German historian (born 1955)

Barbara Stollberg-Rilinger FBA (born 17 July 1955 in Bergisch Gladbach) is a German historian. She mainly researches the early modern period and has held the chair for early modern history at the University of Münster. Stollberg-Rilinger is one of the leading representatives of research that examines the constitutional history of the Holy Roman Empire on the basis of symbolic-ritual forms of communication. Her work on rituals, symbolic communication and ceremonial influenced research on the exercise of power in the pre-modern era.

== Career ==
She studied German language and literature, history and the history of art at the University of Cologne, graduating in 1980 and earning a doctorate in 1985 in mediaeval and modern history, ancient history and German philology. She habilitated at the University of Cologne in 1994. The first professorship she obtained was at the Historical Institute of the University of Cologne, only to follow a call from the University of Münster, where she has held the chair of Early Modern History since 1997. Since 2018, she has been a rector of the Berlin Institute for Advanced Study.

Her focus lies on the political and cultural movements and changes in Europe in the 17th and 18th century (the Age of Enlightenment).

== Political positions – Criticism by the "Jüdische Allgemeine"==
In December 2020, Stollberg-Rilinger was one of the initiators of the "Initiative GG 5.3 Open-mindedness" of numerous institutions and persons in the cultural and scientific community. The initiative criticizes a Bundestag resolution of 2019 condemning Boycott, Divestment and Sanctions (BDS) as anti-Semitic and banning government funding for the Israel-hostile movement, and warns against a restriction of the Basic Law constitutionally protected freedom of expression through the "misuse of the accusation of anti-Semitism". The initiators and signatories were accused of ignoring the fact that BDS denied Israel's right to exist.

==Awards and honours==
- 2017 Leipzig Book Fair Prize (non-fiction) for "Maria Theresia. Die Kaiserin in ihrer Zeit"
- In July 2017, Stollberg-Rilinger was elected a Corresponding Fellow of the British Academy (FBA), the United Kingdom's national academy for the humanities and social sciences.
- 2017 Sigmund Freud Prize for Scientific Prose: "Maria Theresia.

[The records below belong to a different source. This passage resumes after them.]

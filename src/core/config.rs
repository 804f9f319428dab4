//! Simulation configuration with documented constants
//!
//! All tunable numbers are collected here with explanations of their purpose
//! and how they interact with each other. Every section falls back to its
//! defaults when omitted from the TOML file.

use std::fs;
use std::path::Path;

use serde::{Deserialize, Serialize};

use crate::core::error::{Result, SimError};
use crate::world::map::Topology;

/// Top-level configuration for a simulation run
#[derive(Debug, Clone, PartialEq, Serialize, Deserialize)]
#[serde(default)]
pub struct SimulationConfig {
    pub world: WorldConfig,
    pub noise: NoiseConfig,
    pub placement: PlacementConfig,
    pub behavior: BehaviorConfig,
    pub growth: GrowthConfig,
    /// Number of ticks the CLI runner simulates when not overridden
    pub ticks: u64,
}

impl Default for SimulationConfig {
    fn default() -> Self {
        Self {
            world: WorldConfig::default(),
            noise: NoiseConfig::default(),
            placement: PlacementConfig::default(),
            behavior: BehaviorConfig::default(),
            growth: GrowthConfig::default(),
            ticks: 120,
        }
    }
}

// === WORLD ===

#[derive(Debug, Clone, PartialEq, Serialize, Deserialize)]
#[serde(default)]
pub struct WorldConfig {
    /// Map width in cells
    pub width: u32,

    /// Map height in cells
    pub height: u32,

    /// Master seed; every random draw during generation derives from it
    pub seed: u64,

    /// Adjacency pattern used to wire cell neighbors
    pub topology: Topology,

    /// Cells with elevation below this are water
    ///
    /// Noise samples cluster around 0.5, so 0.42 yields roughly a third
    /// of the map as water.
    pub sea_level: f64,

    /// Land above this elevation is classified as mountain
    pub mountain_level: f64,

    /// Temperature (°C) at the equator row, at sea level
    pub equator_temperature: f64,

    /// Temperature (°C) at the pole rows, at sea level
    pub pole_temperature: f64,

    /// Degrees lost per unit of elevation above sea level
    pub lapse_rate: f64,
}

impl Default for WorldConfig {
    fn default() -> Self {
        Self {
            width: 64,
            height: 48,
            seed: 42,
            topology: Topology::Hex,
            sea_level: 0.42,
            mountain_level: 0.62,
            equator_temperature: 30.0,
            pole_temperature: -15.0,
            lapse_rate: 60.0,
        }
    }
}

// === NOISE ===

#[derive(Debug, Clone, PartialEq, Serialize, Deserialize)]
#[serde(default)]
pub struct NoiseConfig {
    /// Number of octaves layered per sample
    pub octaves: u32,

    /// Amplitude multiplier between successive octaves
    ///
    /// Below 1.0 each octave contributes less than the previous one.
    pub persistence: f64,

    /// Grid coordinate to noise space conversion factor
    ///
    /// Smaller = larger continents.
    pub scale: f64,

    /// Seed of the fixed gradient permutation table
    pub permutation_seed: u64,
}

impl Default for NoiseConfig {
    fn default() -> Self {
        Self {
            octaves: 6,
            persistence: 0.5,
            scale: 0.05,
            permutation_seed: 5,
        }
    }
}

// === PLACEMENT ===

#[derive(Debug, Clone, PartialEq, Serialize, Deserialize)]
#[serde(default)]
pub struct PlacementConfig {
    /// Number of civilizations placed at generation time
    pub civ_count: usize,

    /// Lower bound of the elevation band accepted for a starting cell
    pub band_min: f64,

    /// Upper bound of the elevation band accepted for a starting cell
    ///
    /// The band [0.45, 0.52] keeps capitals on lowland just above the coast.
    pub band_max: f64,

    /// Random draws allowed per civilization, as a multiple of the cell count
    ///
    /// Placement fails with `PlacementExhausted` once exceeded.
    pub attempt_factor: usize,

    /// Population assigned to a freshly claimed land cell
    pub initial_cell_population: i64,
}

impl Default for PlacementConfig {
    fn default() -> Self {
        Self {
            civ_count: 12,
            band_min: 0.45,
            band_max: 0.52,
            attempt_factor: 8,
            initial_cell_population: 100,
        }
    }
}

// === BEHAVIOR ===

/// Decision weights shared by every civilization
#[derive(Debug, Clone, PartialEq, Serialize, Deserialize)]
#[serde(default)]
pub struct BehaviorConfig {
    /// Starting `base_expand` of a new civilization
    pub default_base_expand: f64,

    /// Starting `base_exterminate` of a new civilization
    pub default_base_exterminate: f64,

    /// Opinion a rival must fall strictly below to become a war target
    pub hate_threshold: i32,

    /// Weight of |opinion| in the exterminate score
    pub hate_mod: f64,

    /// Upper clamp of the hostility bonus
    ///
    /// At hate_mod 0.1 the cap is reached at opinion -100.
    pub hostility_cap: f64,

    /// Weight of the war cooldown in the exterminate score
    pub war_cooldown_mod: f64,

    /// Cooldown added when a war ends
    pub war_cooldown_value: i32,

    /// Cooldown removed on every decision
    pub war_cooldown_decay: i32,

    /// Opinion recorded the first time a border with a rival appears
    pub first_contact_opinion: i32,

    /// Opinion lost on every further border contact
    pub contact_penalty: i32,

    /// Ticks a war lasts before the reference driver ends it
    pub war_duration_ticks: u64,
}

impl Default for BehaviorConfig {
    fn default() -> Self {
        Self {
            default_base_expand: 1.0,
            default_base_exterminate: 1.0,
            hate_threshold: -100,
            hate_mod: 0.1,
            hostility_cap: 10.0,
            war_cooldown_mod: 2.0,
            war_cooldown_value: 20,
            war_cooldown_decay: 1,
            first_contact_opinion: -20,
            contact_penalty: 20,
            war_duration_ticks: 12,
        }
    }
}

// === GROWTH ===

#[derive(Debug, Clone, PartialEq, Serialize, Deserialize)]
#[serde(default)]
pub struct GrowthConfig {
    /// Fraction of the gap to carrying capacity closed each tick
    pub growth_rate: f64,
}

impl Default for GrowthConfig {
    fn default() -> Self {
        Self { growth_rate: 0.05 }
    }
}

impl SimulationConfig {
    /// Create a new config with default values
    pub fn new() -> Self {
        Self::default()
    }

    /// Parse a config from TOML text and validate it
    pub fn from_toml_str(text: &str) -> Result<Self> {
        let config: SimulationConfig = toml::from_str(text)?;
        config.validate()?;
        Ok(config)
    }

    /// Load a config from a TOML file
    pub fn load(path: impl AsRef<Path>) -> Result<Self> {
        let text = fs::read_to_string(path.as_ref())?;
        Self::from_toml_str(&text)
    }

    /// Validate configuration for internal consistency
    pub fn validate(&self) -> Result<()> {
        if self.world.width == 0
            || self.world.height == 0
            || self.world.width.checked_mul(self.world.height).is_none()
        {
            return Err(SimError::InvalidDimensions {
                width: self.world.width,
                height: self.world.height,
            });
        }

        if self.noise.octaves == 0 {
            return Err(SimError::InvalidConfig("noise.octaves must be at least 1".into()));
        }

        if !(self.noise.persistence.is_finite() && self.noise.persistence > 0.0) {
            return Err(SimError::InvalidConfig(format!(
                "noise.persistence ({}) must be a positive number",
                self.noise.persistence
            )));
        }

        let band = &self.placement;
        if !(0.0..=1.0).contains(&band.band_min)
            || !(0.0..=1.0).contains(&band.band_max)
            || band.band_min > band.band_max
        {
            return Err(SimError::InvalidConfig(format!(
                "placement band [{}, {}] must be an ordered range inside [0, 1]",
                band.band_min, band.band_max
            )));
        }

        if band.attempt_factor == 0 {
            return Err(SimError::InvalidConfig(
                "placement.attempt_factor must be at least 1".into(),
            ));
        }

        let behavior = &self.behavior;
        if !(behavior.hostility_cap.is_finite() && behavior.hostility_cap >= 0.0) {
            return Err(SimError::InvalidConfig(format!(
                "behavior.hostility_cap ({}) must be a non-negative number",
                behavior.hostility_cap
            )));
        }

        for (name, value) in [
            ("behavior.hate_mod", behavior.hate_mod),
            ("behavior.war_cooldown_mod", behavior.war_cooldown_mod),
            ("behavior.default_base_expand", behavior.default_base_expand),
            ("behavior.default_base_exterminate", behavior.default_base_exterminate),
        ] {
            if !value.is_finite() {
                return Err(SimError::InvalidConfig(format!("{name} ({value}) must be finite")));
            }
        }

        if !(0.0..=1.0).contains(&self.growth.growth_rate) {
            return Err(SimError::InvalidConfig(format!(
                "growth.growth_rate ({}) must lie in [0, 1]",
                self.growth.growth_rate
            )));
        }

        Ok(())
    }
}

Die Kaiserin in ihrer Zeit"
- 2013 Award of the Historical Collegium of the Bavarian Academy of Sciences and Humanities
- 2012 Innovation award of the federal state of North Rhine-Westphalia
- 2006 Doctorate honoris causa of the École normale supérieure de Lyon
- 2005 Gottfried Wilhelm Leibniz Prize of DFG

== Publications ==

- Stollberg-Rilinger, Barbara (1986). "Der Staat als Maschine : zur politischen Metaphorik des absoluten Fürstenstaats"
- Stollberg-Rilinger, Barbara (1999). "Vormünder des Volkes? Konzepte landständischer Repräsentation in der Spätphase des Alten Reiches"
- Stollberg-Rilinger, Barbara (2006). "Das Heilige Römische Reich Deutscher Nation"
- Stollberg-Rilinger, Barbara (2011). "Much ado about nothing? Rituals of politics in early modern Europe"
- Stollberg-Rilinger, Barbara (2008). "Des Kaisers alte Kleider"
- Stollberg-Rilinger, Barbara (2022). "Maria Theresa : the Habsburg empress in her time"

== Literature ==
- Luebke, David M. (2011). "Too little ado about plenty : comment on Barbara Stollberg-Rilinger's lecture, Washington DC, November 11, 2011"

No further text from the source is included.